Treatment for Colic
In most cases, infantile colic does not require treatment and resolves by the time the infant is about 4 months old. Management of the condition may involve identifying and eliminating possible triggers (e.g., foods in the nursing mother's diet) and trying several different infant feeding and soothing techniques.
Tips for managing colic include the following:
- During feedings, hold your infant as upright as possible. Burp the baby frequently, offer small feedings more often, and avoid overfeeding. If breastfeeding, continue to nurse. Allow the infant to empty one breast before switching sides to make sure your baby receives hindmilk (milk produced at the end of a feeding), which is higher in fat and promotes healthy weight gain and development. If bottle feeding, ask your baby's pediatrician about which bottles and nipples to use and about changing to a soy-based or hypoallergenic formula. Do not switch formulas without consulting a qualified health care provider.
- Avoid over stimulating your baby, especially towards the end of the day.

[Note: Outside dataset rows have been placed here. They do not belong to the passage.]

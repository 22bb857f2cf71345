#![forbid(unsafe_code)]

pub mod schema;

pub mod value {
    /// A scalar cell value: everything a field can hold and everything a
    /// condition operand can bind. Timestamps are unix milliseconds.
    #[derive(Clone, Debug, PartialEq)]
    pub enum Value {
        Null,
        Text(String),
        Integer(i64),
        Bool(bool),
        Timestamp(i64),
    }

    impl Value {
        pub fn is_null(&self) -> bool {
            matches!(self, Value::Null)
        }

        pub fn type_name(&self) -> &'static str {
            match self {
                Value::Null => "null",
                Value::Text(_) => "text",
                Value::Integer(_) => "number",
                Value::Bool(_) => "boolean",
                Value::Timestamp(_) => "timestamp",
            }
        }
    }

    impl From<&str> for Value {
        fn from(value: &str) -> Self {
            Value::Text(value.to_string())
        }
    }

    impl From<String> for Value {
        fn from(value: String) -> Self {
            Value::Text(value)
        }
    }

    impl From<i64> for Value {
        fn from(value: i64) -> Self {
            Value::Integer(value)
        }
    }

    impl From<bool> for Value {
        fn from(value: bool) -> Self {
            Value::Bool(value)
        }
    }
}

pub mod permission {
    /// Authorization verdict computed upstream and attached to each
    /// invocation. Consumed exhaustively; there is no "unrecognized" state
    /// past envelope parsing.
    #[derive(Clone, Copy, Debug, PartialEq, Eq)]
    pub enum PermissionState {
        Granted,
        Pending,
        Denied,
    }

    impl PermissionState {
        pub fn as_str(self) -> &'static str {
            match self {
                PermissionState::Granted => "granted",
                PermissionState::Pending => "pending",
                PermissionState::Denied => "denied",
            }
        }

        pub fn from_str(value: &str) -> Option<Self> {
            match value {
                "granted" => Some(PermissionState::Granted),
                "pending" => Some(PermissionState::Pending),
                "denied" => Some(PermissionState::Denied),
                _ => None,
            }
        }
    }

    #[cfg(test)]
    mod tests {
        use super::PermissionState;

        #[test]
        fn round_trips_wire_strings() {
            for state in [
                PermissionState::Granted,
                PermissionState::Pending,
                PermissionState::Denied,
            ] {
                assert_eq!(PermissionState::from_str(state.as_str()), Some(state));
            }
        }

        #[test]
        fn rejects_unknown_status() {
            assert_eq!(PermissionState::from_str("maybe"), None);
            assert_eq!(PermissionState::from_str(""), None);
            assert_eq!(PermissionState::from_str("GRANTED"), None);
        }
    }
}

- Offer your baby a pacifier. Most infants have a very strong sucking reflex and a pacifier can be soothing and comforting.
- Hold your baby often. It is not possible to "spoil" infants by holding them too much. Try a baby sling or other type of baby carrier.

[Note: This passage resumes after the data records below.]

#![forbid(unsafe_code)]

//! Compiled model metadata consumed by the runtime.
//!
//! The schema compiler that produces this metadata lives outside this
//! repository; the runtime only reads it. Every identifier that can end up
//! inside a SQL statement is validated here so the statement builders can
//! quote them without further checks.

/// Semantic type of a model field. Enum fields carry their legal members.
#[derive(Clone, Debug, PartialEq)]
pub enum FieldType {
    Text,
    Number,
    Boolean,
    Timestamp,
    Enum { values: Vec<String> },
}

impl FieldType {
    pub fn name(&self) -> &'static str {
        match self {
            FieldType::Text => "text",
            FieldType::Number => "number",
            FieldType::Boolean => "boolean",
            FieldType::Timestamp => "timestamp",
            FieldType::Enum { .. } => "enum",
        }
    }
}

#[derive(Clone, Debug, PartialEq)]
pub struct FieldDef {
    pub name: String,
    pub column: String,
    pub ty: FieldType,
    pub nullable: bool,
    pub unique: bool,
}

/// Belongs-to relationship: a foreign-key column on the owning table
/// pointing at the primary key of the referenced model.
#[derive(Clone, Debug, PartialEq)]
pub struct BelongsTo {
    pub name: String,
    pub foreign_key_column: String,
    pub references: String,
}

#[derive(Clone, Debug, PartialEq)]
pub struct ModelSchema {
    pub name: String,
    pub table: String,
    pub fields: Vec<FieldDef>,
    pub belongs_to: Vec<BelongsTo>,
}

pub const PRIMARY_KEY_FIELD: &str = "id";

impl ModelSchema {
    /// Every model carries an `id` Text primary key; it is installed here
    /// so callers never have to declare it.
    pub fn new(name: impl Into<String>, table: impl Into<String>) -> Self {
        Self {
            name: name.into(),
            table: table.into(),
            fields: vec![FieldDef {
                name: PRIMARY_KEY_FIELD.to_string(),
                column: PRIMARY_KEY_FIELD.to_string(),
                ty: FieldType::Text,
                nullable: false,
                unique: true,
            }],
            belongs_to: Vec::new(),
        }
    }

    pub fn push_field(&mut self, field: FieldDef) {
        self.fields.push(field);
    }

    pub fn push_belongs_to(&mut self, relation: BelongsTo) {
        self.belongs_to.push(relation);
    }

    pub fn field(&self, name: &str) -> Option<&FieldDef> {
        self.fields.iter().find(|field| field.name == name)
    }

    pub fn relation(&self, name: &str) -> Option<&BelongsTo> {
        self.belongs_to
            .iter()
            .find(|relation| relation.name == name)
    }

    pub fn validate(&self) -> Result<(), SchemaError> {
        validate_identifier("model", &self.name)?;
        validate_identifier("table", &self.table)?;
        for field in &self.fields {
            validate_identifier("field", &field.name)?;
            validate_identifier("column", &field.column)?;
            if let FieldType::Enum { values } = &field.ty
                && values.is_empty()
            {
                return Err(SchemaError::EmptyEnum {
                    field: field.name.clone(),
                });
            }
        }
        for relation in &self.belongs_to {
            validate_identifier("relation", &relation.name)?;
            validate_identifier("column", &relation.foreign_key_column)?;
        }
        let mut seen = std::collections::BTreeSet::new();
        for field in &self.fields {
            if !seen.insert(field.name.as_str()) {
                return Err(SchemaError::DuplicateField {
                    field: field.name.clone(),
                });
            }
        }
        for relation in &self.belongs_to {
            if !seen.insert(relation.name.as_str()) {
                return Err(SchemaError::DuplicateField {
                    field: relation.name.clone(),
                });
            }
        }
        Ok(())
    }
}

#[derive(Clone, Debug, Default, PartialEq)]
pub struct AppSchema {
    pub models: Vec<ModelSchema>,
}

impl AppSchema {
    pub fn new(models: Vec<ModelSchema>) -> Self {
        Self { models }
    }

    pub fn model(&self, name: &str) -> Option<&ModelSchema> {
        self.models.iter().find(|model| model.name == name)
    }

    pub fn validate(&self) -> Result<(), SchemaError> {
        for model in &self.models {
            model.validate()?;
        }
        for model in &self.models {
            for relation in &model.belongs_to {
                if self.model(&relation.references).is_none() {
                    return Err(SchemaError::UnknownReference {
                        model: model.name.clone(),
                        relation: relation.name.clone(),
                        references: relation.references.clone(),
                    });
                }
            }
        }
        Ok(())
    }
}

#[derive(Clone, Debug, PartialEq, Eq)]
pub enum SchemaError {
    InvalidIdentifier { kind: &'static str, value: String },
    DuplicateField { field: String },
    EmptyEnum { field: String },
    UnknownReference {
        model: String,
        relation: String,
        references: String,
    },
}

impl std::fmt::Display for SchemaError {
    fn fmt(&self, f: &mut std::fmt::Formatter<'_>) -> std::fmt::Result {
        match self {
            Self::InvalidIdentifier { kind, value } => {
                write!(f, "invalid {kind} identifier: {value:?}")
            }
            Self::DuplicateField { field } => write!(f, "duplicate field name: {field}"),
            Self::EmptyEnum { field } => write!(f, "enum field has no members: {field}"),
            Self::UnknownReference {
                model,
                relation,
                references,
            } => write!(
                f,
                "relation {model}.{relation} references unknown model {references}"
            ),
        }
    }
}

impl std::error::Error for SchemaError {}

fn validate_identifier(kind: &'static str, value: &str) -> Result<(), SchemaError> {
    let mut chars = value.chars();
    let valid = match chars.next() {
        Some(first) if first.is_ascii_alphabetic() || first == '_' => chars
            .all(|ch| ch.is_ascii_alphanumeric() || ch == '_'),
        _ => false,
    };
    if !valid || value.len() > 128 {
        return Err(SchemaError::InvalidIdentifier {
            kind,
            value: value.to_string(),
        });
    }
    Ok(())
}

- Swaddle the baby in a light receiving blanket. Place your baby on his or her back to sleep (to reduce the risk for sudden infant death syndrome [SIDS]), but try other positions (e.g., upright in an infant seat, on his or her tummy on a blanket) while the baby is awake.
- Use a baby swing, carriage, or vibrating infant seat to keep your baby moving. Rock your baby or take him or her for a ride in the car. However, do not drive while you are anxious, upset, or tired.
- Sing to your baby or speak to him or her in soft tunes. Play soothing music or a CD of environmental sounds (e.g., rainfall, ocean waves).
- Give your baby a warm bath or gentle massage. Rub his or her back or tummy.
- Take a break if you feel anxious or frustrated. Ask another trusted adult (e.g., spouse, family member, friend) to care for the baby for awhile.
- Take care of yourself and remember: colic is temporary. Eat a healthy diet and get plenty of exercise. Fatigue can be overwhelming when dealing with a colicky baby. If possible, sleep when your baby sleeps.
- Contact a qualified health care provider or crisis intervention center if you are losing control and are concerned that you might harm your baby.
More research is needed regarding the use of medications and complementary and alternative medicine (CAM) to treat colic. Some studies have shown that certain herbs (e.g., chamomile, lemon balm, licorice, fennel) can reduce crying in colicky babies. Parents and caregivers should consult with a qualified health care provider before giving herbal remedies or supplements to infants.